(Extracted records)
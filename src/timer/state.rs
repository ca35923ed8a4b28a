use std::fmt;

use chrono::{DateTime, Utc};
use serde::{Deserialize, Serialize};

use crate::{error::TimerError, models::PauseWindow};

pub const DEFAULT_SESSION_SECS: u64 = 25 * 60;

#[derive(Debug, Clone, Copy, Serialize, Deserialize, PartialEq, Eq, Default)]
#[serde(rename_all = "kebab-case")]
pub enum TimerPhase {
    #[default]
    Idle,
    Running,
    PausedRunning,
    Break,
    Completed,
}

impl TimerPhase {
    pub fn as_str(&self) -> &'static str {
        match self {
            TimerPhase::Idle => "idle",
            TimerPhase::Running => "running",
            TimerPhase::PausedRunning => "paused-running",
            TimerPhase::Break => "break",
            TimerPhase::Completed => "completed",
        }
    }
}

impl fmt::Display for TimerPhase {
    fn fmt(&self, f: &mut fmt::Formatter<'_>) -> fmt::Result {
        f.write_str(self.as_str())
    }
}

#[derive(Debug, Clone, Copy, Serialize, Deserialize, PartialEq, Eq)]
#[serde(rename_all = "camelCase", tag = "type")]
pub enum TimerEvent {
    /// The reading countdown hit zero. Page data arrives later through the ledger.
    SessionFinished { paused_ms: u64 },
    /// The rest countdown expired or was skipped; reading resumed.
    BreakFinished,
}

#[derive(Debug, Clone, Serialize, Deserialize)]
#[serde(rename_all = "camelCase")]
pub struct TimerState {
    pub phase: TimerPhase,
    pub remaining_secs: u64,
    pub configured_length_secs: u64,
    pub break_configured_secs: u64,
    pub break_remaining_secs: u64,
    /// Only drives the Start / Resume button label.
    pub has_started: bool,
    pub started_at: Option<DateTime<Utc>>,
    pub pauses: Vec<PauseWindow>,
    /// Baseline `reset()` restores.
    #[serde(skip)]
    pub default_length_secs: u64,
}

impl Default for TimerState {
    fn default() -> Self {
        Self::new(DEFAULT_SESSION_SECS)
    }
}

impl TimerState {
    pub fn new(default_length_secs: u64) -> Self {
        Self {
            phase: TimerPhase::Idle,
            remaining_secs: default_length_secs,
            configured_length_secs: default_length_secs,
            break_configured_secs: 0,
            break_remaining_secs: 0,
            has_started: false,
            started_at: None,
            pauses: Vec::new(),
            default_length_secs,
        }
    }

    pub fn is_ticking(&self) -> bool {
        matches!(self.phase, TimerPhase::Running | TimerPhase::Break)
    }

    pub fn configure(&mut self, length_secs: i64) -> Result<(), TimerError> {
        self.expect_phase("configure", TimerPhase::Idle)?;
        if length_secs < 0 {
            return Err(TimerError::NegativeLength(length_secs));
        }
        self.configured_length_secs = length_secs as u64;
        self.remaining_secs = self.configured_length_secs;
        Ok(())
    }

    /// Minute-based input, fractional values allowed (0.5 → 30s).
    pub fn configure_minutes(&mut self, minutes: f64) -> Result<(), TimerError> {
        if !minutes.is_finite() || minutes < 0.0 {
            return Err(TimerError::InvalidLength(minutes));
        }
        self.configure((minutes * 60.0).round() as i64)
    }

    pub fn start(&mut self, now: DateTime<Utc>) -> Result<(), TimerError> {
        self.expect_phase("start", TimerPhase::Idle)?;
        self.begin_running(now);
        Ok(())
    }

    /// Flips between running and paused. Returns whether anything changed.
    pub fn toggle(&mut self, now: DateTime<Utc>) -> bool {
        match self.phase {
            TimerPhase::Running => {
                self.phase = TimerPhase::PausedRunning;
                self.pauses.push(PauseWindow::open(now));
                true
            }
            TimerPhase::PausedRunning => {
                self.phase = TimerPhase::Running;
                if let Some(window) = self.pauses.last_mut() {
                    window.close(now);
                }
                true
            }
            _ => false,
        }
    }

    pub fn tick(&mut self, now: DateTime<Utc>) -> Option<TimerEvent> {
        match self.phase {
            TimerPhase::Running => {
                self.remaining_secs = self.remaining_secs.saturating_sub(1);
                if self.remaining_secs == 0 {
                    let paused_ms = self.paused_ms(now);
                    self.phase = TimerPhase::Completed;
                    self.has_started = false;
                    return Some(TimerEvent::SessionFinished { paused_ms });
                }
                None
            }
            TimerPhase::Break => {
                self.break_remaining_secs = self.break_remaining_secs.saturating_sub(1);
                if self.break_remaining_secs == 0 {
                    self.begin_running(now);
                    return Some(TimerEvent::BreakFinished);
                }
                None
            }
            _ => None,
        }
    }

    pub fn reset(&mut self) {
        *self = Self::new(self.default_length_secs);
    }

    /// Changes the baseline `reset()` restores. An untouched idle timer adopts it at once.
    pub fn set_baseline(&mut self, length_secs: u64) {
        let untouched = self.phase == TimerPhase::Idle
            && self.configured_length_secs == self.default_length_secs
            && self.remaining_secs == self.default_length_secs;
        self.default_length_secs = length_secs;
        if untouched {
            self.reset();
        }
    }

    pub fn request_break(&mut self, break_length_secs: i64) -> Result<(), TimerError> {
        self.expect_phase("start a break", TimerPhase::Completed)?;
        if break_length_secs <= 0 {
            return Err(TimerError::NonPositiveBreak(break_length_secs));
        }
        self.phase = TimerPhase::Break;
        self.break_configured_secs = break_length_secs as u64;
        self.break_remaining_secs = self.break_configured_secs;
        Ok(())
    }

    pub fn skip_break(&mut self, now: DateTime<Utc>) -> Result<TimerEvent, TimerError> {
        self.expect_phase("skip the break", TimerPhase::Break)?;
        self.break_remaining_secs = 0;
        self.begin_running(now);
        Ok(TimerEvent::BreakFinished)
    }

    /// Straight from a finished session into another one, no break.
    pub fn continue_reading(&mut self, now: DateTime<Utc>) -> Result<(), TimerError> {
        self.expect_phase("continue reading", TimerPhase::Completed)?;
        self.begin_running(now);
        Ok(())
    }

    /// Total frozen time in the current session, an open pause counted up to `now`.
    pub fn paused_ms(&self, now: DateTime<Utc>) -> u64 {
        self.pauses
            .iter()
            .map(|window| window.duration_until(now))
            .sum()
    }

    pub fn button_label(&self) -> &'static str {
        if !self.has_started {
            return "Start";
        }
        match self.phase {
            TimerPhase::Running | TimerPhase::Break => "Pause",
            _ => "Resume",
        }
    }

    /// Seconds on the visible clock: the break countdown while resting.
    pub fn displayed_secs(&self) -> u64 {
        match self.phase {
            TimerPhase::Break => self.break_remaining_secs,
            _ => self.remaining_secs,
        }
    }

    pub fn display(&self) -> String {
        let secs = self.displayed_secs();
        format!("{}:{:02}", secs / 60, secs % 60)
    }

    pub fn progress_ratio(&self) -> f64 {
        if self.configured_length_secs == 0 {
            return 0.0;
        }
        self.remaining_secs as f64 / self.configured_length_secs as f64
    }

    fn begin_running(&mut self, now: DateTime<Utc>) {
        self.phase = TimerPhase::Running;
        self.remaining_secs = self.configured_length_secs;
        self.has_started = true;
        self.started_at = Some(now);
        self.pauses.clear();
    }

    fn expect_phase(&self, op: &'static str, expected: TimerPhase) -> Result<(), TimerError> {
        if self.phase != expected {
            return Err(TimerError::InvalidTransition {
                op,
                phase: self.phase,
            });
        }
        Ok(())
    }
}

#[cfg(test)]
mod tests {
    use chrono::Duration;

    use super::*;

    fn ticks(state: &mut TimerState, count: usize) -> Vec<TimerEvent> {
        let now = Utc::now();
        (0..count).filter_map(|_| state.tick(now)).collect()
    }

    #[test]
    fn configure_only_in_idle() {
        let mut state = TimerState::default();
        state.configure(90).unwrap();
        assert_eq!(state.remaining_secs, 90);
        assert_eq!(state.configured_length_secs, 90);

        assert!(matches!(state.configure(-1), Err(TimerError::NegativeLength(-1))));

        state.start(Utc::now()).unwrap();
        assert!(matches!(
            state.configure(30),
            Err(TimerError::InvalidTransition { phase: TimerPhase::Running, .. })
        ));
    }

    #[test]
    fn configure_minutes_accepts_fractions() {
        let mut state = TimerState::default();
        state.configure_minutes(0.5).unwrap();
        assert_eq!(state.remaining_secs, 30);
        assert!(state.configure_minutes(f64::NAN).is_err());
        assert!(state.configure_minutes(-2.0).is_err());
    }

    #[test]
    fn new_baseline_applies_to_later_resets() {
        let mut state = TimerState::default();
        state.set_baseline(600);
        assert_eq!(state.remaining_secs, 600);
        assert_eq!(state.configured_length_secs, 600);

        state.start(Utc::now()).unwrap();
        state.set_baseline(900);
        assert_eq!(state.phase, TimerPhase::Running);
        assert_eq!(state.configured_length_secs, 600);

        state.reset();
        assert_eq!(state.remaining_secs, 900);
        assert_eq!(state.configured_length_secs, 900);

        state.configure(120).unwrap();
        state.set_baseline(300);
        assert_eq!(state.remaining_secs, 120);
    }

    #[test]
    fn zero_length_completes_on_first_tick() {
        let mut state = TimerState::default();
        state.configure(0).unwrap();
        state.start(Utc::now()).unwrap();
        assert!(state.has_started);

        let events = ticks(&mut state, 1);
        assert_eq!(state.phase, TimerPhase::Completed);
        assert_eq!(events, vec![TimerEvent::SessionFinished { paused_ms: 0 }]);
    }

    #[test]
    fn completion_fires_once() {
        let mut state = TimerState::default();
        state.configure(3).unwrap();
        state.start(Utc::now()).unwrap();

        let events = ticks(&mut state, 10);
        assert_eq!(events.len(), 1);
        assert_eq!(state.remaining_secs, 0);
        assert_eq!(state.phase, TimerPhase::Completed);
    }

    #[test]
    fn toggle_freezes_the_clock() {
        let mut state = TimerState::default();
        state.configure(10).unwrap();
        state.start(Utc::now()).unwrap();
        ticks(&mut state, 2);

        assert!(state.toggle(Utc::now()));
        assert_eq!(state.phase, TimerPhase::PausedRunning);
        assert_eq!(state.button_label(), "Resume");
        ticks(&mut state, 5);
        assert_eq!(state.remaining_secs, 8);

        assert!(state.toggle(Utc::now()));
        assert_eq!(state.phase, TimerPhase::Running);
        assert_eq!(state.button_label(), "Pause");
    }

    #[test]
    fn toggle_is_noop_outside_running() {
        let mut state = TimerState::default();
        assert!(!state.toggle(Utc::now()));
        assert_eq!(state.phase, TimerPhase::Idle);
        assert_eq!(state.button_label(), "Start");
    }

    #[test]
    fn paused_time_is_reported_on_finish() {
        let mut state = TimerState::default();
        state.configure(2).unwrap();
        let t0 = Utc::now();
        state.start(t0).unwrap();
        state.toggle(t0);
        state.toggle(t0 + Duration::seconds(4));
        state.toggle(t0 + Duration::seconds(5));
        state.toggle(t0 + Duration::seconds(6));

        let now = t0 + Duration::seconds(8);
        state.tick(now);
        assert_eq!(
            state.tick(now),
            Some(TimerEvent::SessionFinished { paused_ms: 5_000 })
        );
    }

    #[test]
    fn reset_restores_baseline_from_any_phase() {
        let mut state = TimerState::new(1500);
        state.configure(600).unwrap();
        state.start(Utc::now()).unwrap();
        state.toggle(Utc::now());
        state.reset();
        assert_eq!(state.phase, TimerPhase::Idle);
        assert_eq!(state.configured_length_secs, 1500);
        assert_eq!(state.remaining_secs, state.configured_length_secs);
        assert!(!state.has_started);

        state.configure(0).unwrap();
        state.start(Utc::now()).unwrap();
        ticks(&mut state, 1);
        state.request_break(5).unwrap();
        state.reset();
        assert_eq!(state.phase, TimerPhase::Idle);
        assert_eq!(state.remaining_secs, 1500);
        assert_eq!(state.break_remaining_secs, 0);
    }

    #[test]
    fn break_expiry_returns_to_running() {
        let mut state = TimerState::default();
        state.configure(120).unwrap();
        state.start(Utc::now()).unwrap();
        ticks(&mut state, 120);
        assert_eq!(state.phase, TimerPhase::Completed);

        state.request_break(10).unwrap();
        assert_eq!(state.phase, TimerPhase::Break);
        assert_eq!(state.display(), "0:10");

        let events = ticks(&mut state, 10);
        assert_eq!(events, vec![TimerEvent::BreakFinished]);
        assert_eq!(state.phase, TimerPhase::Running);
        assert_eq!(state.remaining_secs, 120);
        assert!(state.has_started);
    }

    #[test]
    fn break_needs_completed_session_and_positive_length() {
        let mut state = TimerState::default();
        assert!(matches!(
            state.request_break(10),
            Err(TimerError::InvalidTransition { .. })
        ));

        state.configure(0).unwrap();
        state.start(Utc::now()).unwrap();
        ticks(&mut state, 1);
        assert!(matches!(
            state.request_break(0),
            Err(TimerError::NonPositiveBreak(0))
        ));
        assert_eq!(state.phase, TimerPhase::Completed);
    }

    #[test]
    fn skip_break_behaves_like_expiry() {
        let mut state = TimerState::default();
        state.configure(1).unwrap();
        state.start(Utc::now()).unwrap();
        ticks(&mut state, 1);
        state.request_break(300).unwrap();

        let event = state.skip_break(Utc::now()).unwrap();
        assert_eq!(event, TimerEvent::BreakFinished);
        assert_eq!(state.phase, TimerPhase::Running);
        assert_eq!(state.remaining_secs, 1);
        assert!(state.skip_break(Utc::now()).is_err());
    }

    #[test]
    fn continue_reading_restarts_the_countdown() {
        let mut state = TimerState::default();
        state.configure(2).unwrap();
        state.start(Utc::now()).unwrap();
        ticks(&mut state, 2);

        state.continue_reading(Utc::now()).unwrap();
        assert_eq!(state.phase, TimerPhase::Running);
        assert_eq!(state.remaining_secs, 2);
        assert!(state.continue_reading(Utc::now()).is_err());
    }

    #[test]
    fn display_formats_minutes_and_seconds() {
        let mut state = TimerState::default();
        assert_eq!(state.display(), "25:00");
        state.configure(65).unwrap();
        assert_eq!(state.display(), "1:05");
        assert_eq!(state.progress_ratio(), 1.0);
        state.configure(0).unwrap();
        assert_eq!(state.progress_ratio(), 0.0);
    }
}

## EXERCISE
Only a number is wanted here: the count of lines in the data that contain the string "PauseWindow".

## SOLUTION TO THIS PROBLEM
3